「放射能でガンが増えるわけではありません。
なぜなら、ガンは“不幸な人”がなる病気です。
今回の地震や原発事故を、これまでの生き方・考え方を見直すチャンスとしてとらえましょう」
内視鏡医学の世界的な第一人者であり、いまも日本とニューヨークを行き来しながら現役医師として活躍されている新谷弘実氏。著書『病気にならない生き方』がミリオンセラーを記録して以来、知名度が一気にアップし、氏の提唱する食事健康法に関心を持つ人がずいぶんと増えてきました。その氏は、震災後の日本の現状をどうとらえているのか? 『解毒力を高める食べ方』(マガジンハウス)の刊行に合わせ、インタビューしました。
★「食べ物のことよりも、心や意識が大事です」
――先生、3.11以降準備を進めてきた『解毒力を高める食べ方』がようやく刊行になりましたね。帯でもうたっているように、いま問題になっている放射線の内部被曝にどう対処すべきかということをテーマにしているわけですが……。
新谷 まあ、あまり恐れる必要はないと思いますね。
――エエッ、本にいろいろ書かれたじゃないですか。何を食べればいいかとか、どうデトックスすればいいかとか。
新谷 もちろん、それらはとても大事なことです。今度の本をしっかり読まれて、勉強されたほうがいいでしょう。でも、みなさんは少々オーバーに考えている。被曝の害はそれほどない可能性もあります。
――害はない? その根拠はあるんですか?
新谷 もちろん、事故を過小評価しているわけではありません。震災の被害も含めて多くの人が生活をめちゃくちゃにされてしまった、その責任が国や東京電力にあることは言うまでもありません。
――彼らをフォローしているわけではないと。でも、もう少し説明していただかないと……。
新谷 そうですね、まず私が言いたいことは、あまりくよくよ思わないようにするということ。それが一番大事なんです。確かに私は、食べ物のことを本でたくさん書いています。それは内視鏡のドクターとして40年以上にわたって臨床を続けてきた経験から、確信を持って伝えていることですが、それ以上に大事なのが心や意識の領域なのです。
――何を食べるかよりも、その人が何を感じ、何を思って生きているかのほうが大事だということですね。
新谷 そうです。繰り返しますが、食事はとても大事です。それは、今回の本を読んでしっかり勉強してください。放射性物質のデトックスに関しては、皆さんがご存じでない情報もたくさん得られるはずです。しかし、良い食事をしてさえいれば健康になれる、被曝のダメージが防げるというわけでもありません。
――先生は、何を食べるべきかということを「腸との相性」から判断するべきだおっしゃってきましたね。内視鏡によって観察できる腸の健康状態のことを、手相や人相になぞらえて「腸相」と呼んで……。
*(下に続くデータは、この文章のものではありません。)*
//! Wire encoding of a [`Note`] record: the fixed field order from the
//! external interface contract —
//! `side, type, time, width, position, last_time, begin_time, id, sub_id`.

use crate::bitio::{Reader, Writer};
use crate::error::{CoreError, CoreResult};
use crate::note::{Note, NoteSide, NoteType};

/// Size of a note record once all variable-length fields (the two ids)
/// are accounted for.
pub fn encoded_len(note: &Note) -> usize {
    4 + 4 + 8 * 5 + (note.id.len() + 1) + (note.sub_id.len() + 1)
}

pub fn encode(note: &Note, buf: &mut [u8]) -> CoreResult<usize> {
    let mut w = Writer::new(buf);
    w.write_i32(note.side as i32)?;
    w.write_i32(note.note_type as i32)?;
    w.write_f64(note.time)?;
    w.write_f64(note.width)?;
    w.write_f64(note.position)?;
    w.write_f64(note.last_time)?;
    w.write_f64(note.begin_time)?;
    w.write_cstring(&note.id)?;
    w.write_cstring(&note.sub_id)?;
    Ok(w.written())
}

pub fn decode(buf: &[u8]) -> CoreResult<Note> {
    let mut r = Reader::new(buf);
    let side = NoteSide::from_i32(r.read_i32()?)
        .ok_or_else(|| CoreError::DecodeError("invalid side".to_string()))?;
    let note_type = NoteType::from_i32(r.read_i32()?)
        .ok_or_else(|| CoreError::DecodeError("invalid type".to_string()))?;
    let time = r.read_f64()?;
    let width = r.read_f64()?;
    let position = r.read_f64()?;
    let last_time = r.read_f64()?;
    let begin_time = r.read_f64()?;
    let id = r.read_cstring()?;
    let sub_id = r.read_cstring()?;
    Ok(Note {
        side,
        note_type,
        time,
        width,
        position,
        last_time,
        begin_time,
        id,
        sub_id,
    })
}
新谷 (さえぎるように)そのへんはもう十分に語ってきたことですから、いまさら繰り返すことはないでしょう。
――いや、このインタビューで先生を初めて知る人もいるわけですから……。
新谷 私のすすめる食事健康法は、とてもシンプルなものです。日本の栄養学の本にあるように面倒なカロリー計算を強いたり、栄養バランスがどうだとかうるさくいったりすることはありません。
――先生の食事法はきびしいとか、難しいとかいう人もいますが……。
新谷 それは頭で考えて食べているからですよ。食事をするのは体ですから。もっと言えば消化管、腸が食べているのです。だから、腸に聞けばすべてがわかる。私に聞かなくても、自分自身のおなかに聞いてみればいいんです。
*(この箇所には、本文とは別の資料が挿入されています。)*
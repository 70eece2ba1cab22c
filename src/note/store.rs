//! The Note Store: a pooled, indexed collection of note records.
//!
//! Records live in a slot arena addressed by stable slot ids; two ordered
//! views (primary, sorted by `time`; hold-only, sorted descending by
//! `last_time`) hold `Option<slot id>` entries, where `None` marks a
//! tombstone left behind by `delete`. A single `dirty` flag tracks whether
//! those views currently match the live records; ordered reads fail fast
//! with [`CoreError::OutOfOrder`] until `sort()` is called, per the
//! out-of-order protocol this store mirrors from the original engine's
//! `NotePoolManager`.

use std::collections::HashMap;
use std::sync::RwLock;

use ordered_float::OrderedFloat;
use rayon::prelude::*;

use crate::error::{lock_poisoned, CoreError, CoreResult};
use crate::layout::NOTES_ARRAY_PARALLEL_SORT_THRESHOLD;
use crate::note::{generate_note_id, Note, NoteType};

struct NoteHandle {
    slot: usize,
    primary_index: usize,
    hold_index: Option<usize>,
}

struct Inner {
    slots: Vec<Option<Note>>,
    free_list: Vec<usize>,
    primary: Vec<Option<usize>>,
    hold_only: Vec<Option<usize>>,
    by_id: HashMap<String, NoteHandle>,
    dirty: bool,
    count: usize,
    last_modified: u64,
}

impl Inner {
    fn new() -> Self {
        Self {
            slots: Vec::new(),
            free_list: Vec::new(),
            primary: Vec::new(),
            hold_only: Vec::new(),
            by_id: HashMap::new(),
            dirty: false,
            count: 0,
            last_modified: 0,
        }
    }

    fn mark_modified(&mut self) {
        self.last_modified += 1;
    }

    fn alloc_slot(&mut self, note: Note) -> usize {
        if let Some(slot) = self.free_list.pop() {
            self.slots[slot] = Some(note);
            slot
        } else {
            self.slots.push(Some(note));
            self.slots.len() - 1
        }
    }

    /// Inserts a note that has already been checked for id collisions.
    /// Returns `false` (no-op) if the id already exists, so the hold/sub
    /// cascade can tolerate an adversarial pre-existing sub id.
    fn insert_raw(&mut self, note: Note) -> bool {
        if self.by_id.contains_key(&note.id) {
            return false;
        }
        let id = note.id.clone();
        let is_hold = note.note_type == NoteType::Hold;
        let slot = self.alloc_slot(note);

        self.primary.push(Some(slot));
        let primary_index = self.primary.len() - 1;

        let hold_index = if is_hold {
            self.hold_only.push(Some(slot));
            Some(self.hold_only.len() - 1)
        } else {
            None
        };

        self.by_id.insert(
            id,
            NoteHandle {
                slot,
                primary_index,
                hold_index,
            },
        );
        self.dirty = true;
        self.count += 1;
        true
    }

    fn release_raw(&mut self, id: &str) -> bool {
        let Some(handle) = self.by_id.remove(id) else {
            return false;
        };
        self.primary[handle.primary_index] = None;
        if let Some(hi) = handle.hold_index {
            self.hold_only[hi] = None;
        }
        self.slots[handle.slot] = None;
        self.free_list.push(handle.slot);
        self.dirty = true;
        self.count -= 1;
        true
    }

    fn note_ref(&self, slot: usize) -> &Note {
        self.slots[slot]
            .as_ref()
            .expect("slot referenced by a live index must hold a note")
    }
}

/// A pooled, indexed collection of note records supporting create /
/// delete / mutate / snapshot with ordering invariants, incremental sort,
/// and safe parallel iteration.
pub struct NoteStore {
    inner: RwLock<Inner>,
}
//! Flat-shaded software rasterizer
//!
//! Pipeline per frame:
//! - Project primitives to clip space, then to pixels via perspective divide
//! - Painter's algorithm (farthest average W first), no z-buffer
//! - Backface and averaged frustum rejection, no polygon splitting
//! - One flat color per primitive from ambient, point and directional lights

mod camera;
mod lighting;
mod math;
mod primitive;
mod render;
mod shading;
mod types;

pub use camera::*;
pub use lighting::*;
pub use math::*;
pub use primitive::*;
pub use render::*;
pub use shading::*;
pub use types::*;

/// Default framebuffer size
pub const WIDTH: usize = 800;
pub const HEIGHT: usize = 800;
――感覚が大事だということですね。そして、その感覚の基準になるのが腸の反応であると。
新谷 頭で考えているから食事が面倒で、つらいものになるんです。私の本に書いてあることを学ぶことは結構ですが、自分自身で判断しなければなりません。それは頭で考えることではなく、感じることなんです。
――ポイントはそこですね。考えるのではなく、感じると。
新谷 そうです。それで、最終的には自分のしたいことをすればいいんです。
★「食事を気をつけるだけではガンになる?」
――自分のしたいことをする、でも、それが難しいと感じるのかもしれません。本や人の話に答えを求めるというか、書かれたことを真面目に守るほうが健康になれると思っている人も多いでしょうから。
新谷 そうした人は、いくら食事に気をつけていたとしても、残念ですがやがてガンになってしまうかもしれません。放射能がどうという問題ではありません。
――新谷食事健康法を実践していてもガンになると。ある意味、ショッキングな発言ですねえ(笑)。
新谷 ガンは生き方の病気ですから、発ガン物質などよりも、最後はその人の生き方が関係してくるんです。
――そう言えば、先生はおっしゃっていましたね、「ガンは不幸な人がなる病気である」と。ずいぶん語弊がある言い方ですが(笑)。
新谷 それは真実です。だって、ニコニコ楽しそうに生きていてガンにかかったという人にお目にかかったことはないですから。あまり難しいことを考える必要はありません。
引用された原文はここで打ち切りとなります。